台風がやってくる今晩、『小笠原が救った鳥』(有川美紀子著 緑風出版)を手に取った。
珍しく書店で見かけて即買いだった。
なぜなら内容が「小笠原諸島のノネコが、海鳥や天然記念物のアカガシラカラスバトを食べて絶滅へと追い込んでいるので、ノネコを捕獲して守った成功例」だと知ったから。
小笠原諸島は、私が学生時代に通った島であり、母島でアカガシラカラスバトも目撃している。同時にノネコが増えていることも気付いていて、ノネコの死骸(ほとんと骨化していた)も発見した。私はそれにオガサワラノラネコと名付けたりもした……。(もちろんイリオモテヤマネコの洒落)
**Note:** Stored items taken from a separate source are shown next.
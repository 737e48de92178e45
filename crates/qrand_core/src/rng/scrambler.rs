//! Scrambling source used to randomise bases and digit permutations.

use rand::seq::SliceRandom;
use rand::Rng;

/// Capability to shuffle a finite sequence uniformly at random, in place.
///
/// A sequencer consumes a scrambler only while it is being reset: once to
/// order the prime bases, then once per coordinate to shuffle its digit
/// permutation. Every [`rand::Rng`] is a scrambler, so seeded generators give
/// fully reproducible sequencers.
///
/// # Examples
///
/// ```rust
/// use qrand_core::rng::{ScrambleRng, Scrambler};
///
/// let mut rng = ScrambleRng::from_seed(7);
/// let mut items = [1, 2, 3, 4, 5];
/// rng.scramble(&mut items);
///
/// let mut sorted = items;
/// sorted.sort();
/// assert_eq!(sorted, [1, 2, 3, 4, 5]);
/// ```
pub trait Scrambler {
    /// Permutes `items` uniformly at random.
    fn scramble<T>(&mut self, items: &mut [T]);
}

impl<R: Rng + ?Sized> Scrambler for R {
    #[inline]
    fn scramble<T>(&mut self, items: &mut [T]) {
        items.shuffle(self);
    }
}
//! Error types for the quasi-random sequencer.
//!
//! Every variant describes a violated caller contract. Errors are raised
//! eagerly, before any sequencer state is mutated, and are never recovered
//! internally. The near-overflow counter reset is not an error.

use thiserror::Error;

/// Sequencer errors.
///
/// # Examples
/// ```
/// use qrand_core::SequencerError;
///
/// let err = SequencerError::InvalidDimension { requested: 1001, max: 1000 };
/// assert!(err.to_string().contains("1001"));
/// ```
#[derive(Debug, Clone, Error, PartialEq, Eq)]
pub enum SequencerError {
    /// Requested dimensionality exceeds the prime table.
    #[error("Invalid dimensionality {requested}: must not exceed {max}")]
    InvalidDimension {
        /// The requested dimensionality
        requested: usize,
        /// The largest supported dimensionality
        max: usize,
    },

    /// Empty interval or argument size mismatch in a distribution adapter.
    #[error("Invalid range: {reason}")]
    InvalidRange {
        /// Description of the offending argument
        reason: String,
    },

    /// Serialised state text does not follow the positional format.
    #[error("Malformed sequencer state at field {field}: {reason}")]
    MalformedState {
        /// Zero-based index of the offending comma-separated field
        field: usize,
        /// Description of the problem
        reason: String,
    },

    /// Covariance matrix cannot be square-rooted.
    #[error("Invalid covariance matrix: {reason}")]
    InvalidCovariance {
        /// Description of the problem
        reason: String,
    },

    /// Sampling requested from a sequencer that was never reset or loaded.
    #[error("Sequencer has not been initialised")]
    NotInitialised,
}

impl SequencerError {
    /// Create an invalid range error
    pub fn invalid_range(reason: impl Into<String>) -> Self {
        Self::InvalidRange {
            reason: reason.into(),
        }
    }

    /// Create a malformed state error
    pub fn malformed(field: usize, reason: impl Into<String>) -> Self {
        Self::MalformedState {
            field,
            reason: reason.into(),
        }
    }

    /// Create an invalid covariance error
    pub fn invalid_covariance(reason: impl Into<String>) -> Self {
        Self::InvalidCovariance {
            reason: reason.into(),
        }
    }

    /// Size mismatch between an argument and the sequencer dimensionality.
    pub(crate) fn size_mismatch(what: &str, expected: usize, got: usize) -> Self {
        Self::invalid_range(format!(
            "{} has {} components, expected {}",
            what, got, expected
        ))
    }
}

/// Result alias for sequencer operations.
pub type Result<T> = std::result::Result<T, SequencerError>;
ただ当時はアカガシラカラスバトよりも、すでに絶滅したオガサワラカラスバトに興味があったし、アカガシラは、そんなに珍しくないように思えたのである。それに我々は、オガサワラオオコウモリを観察することをテーマにしていた。洞窟調査の片手間だから、何も成果は生まなかったが……。
時代が流れて、アカガシラがわずか40羽ぐらいまでに減り、ノネコ害がハンパなくなっていたとは。そして小笠原諸島あげてノネコ捕獲に乗り出し、かなりの成果を上げたというのは驚きである。しかも捕獲した800匹近いノネコは殺処分するのではなく、全部東京に送って里親探しをしているのだそうである。
今ではアカガシラカラスバトも数百羽まで増えて街角でも見かけるそうだ。(もっとも、これは父島であり、母島はまだ部分的にしか行っていないそうである。)
ノネコ捕獲は沖縄のヤンバルでも課題となっているが、なかなか進まないと聞いている。その理由はいろいろあるが、逆に小笠原で上手くできた理由は、やはり規模が小さいこと、そして住民の多くが公務員と移民であること、年齢も若いこと……などだろう。また新住民の多くは自然を仕事にしている(ダイビング、ネイチャーガイドなど)こともあるかもしれない。
とはいえ、“外来種”であるノネコ駆除に大きな成果を上げた事例としては出色である。この点は、本の最後に「ネコは外来種ではない」という論が出てくるのであるが……。
著者は、小笠原諸島に30年来通い続けて母島に住んでいたこともあるそうで、関係者とは懇意で密着取材している。ただ本書を読んでいると、すべての計画がとんとん拍子に進んだかのように思えて、ちょっと違和感を覚えた。
民間NPOで手がけた取組が,あっと言う間に東京都(支庁)はもちろん、環境省も文化庁も林野庁も巻き込んで協力的に推移して行くのである……。信じられない(笑)。
そのほか、本書から連想して幾つものことを考えた。それについては改めて。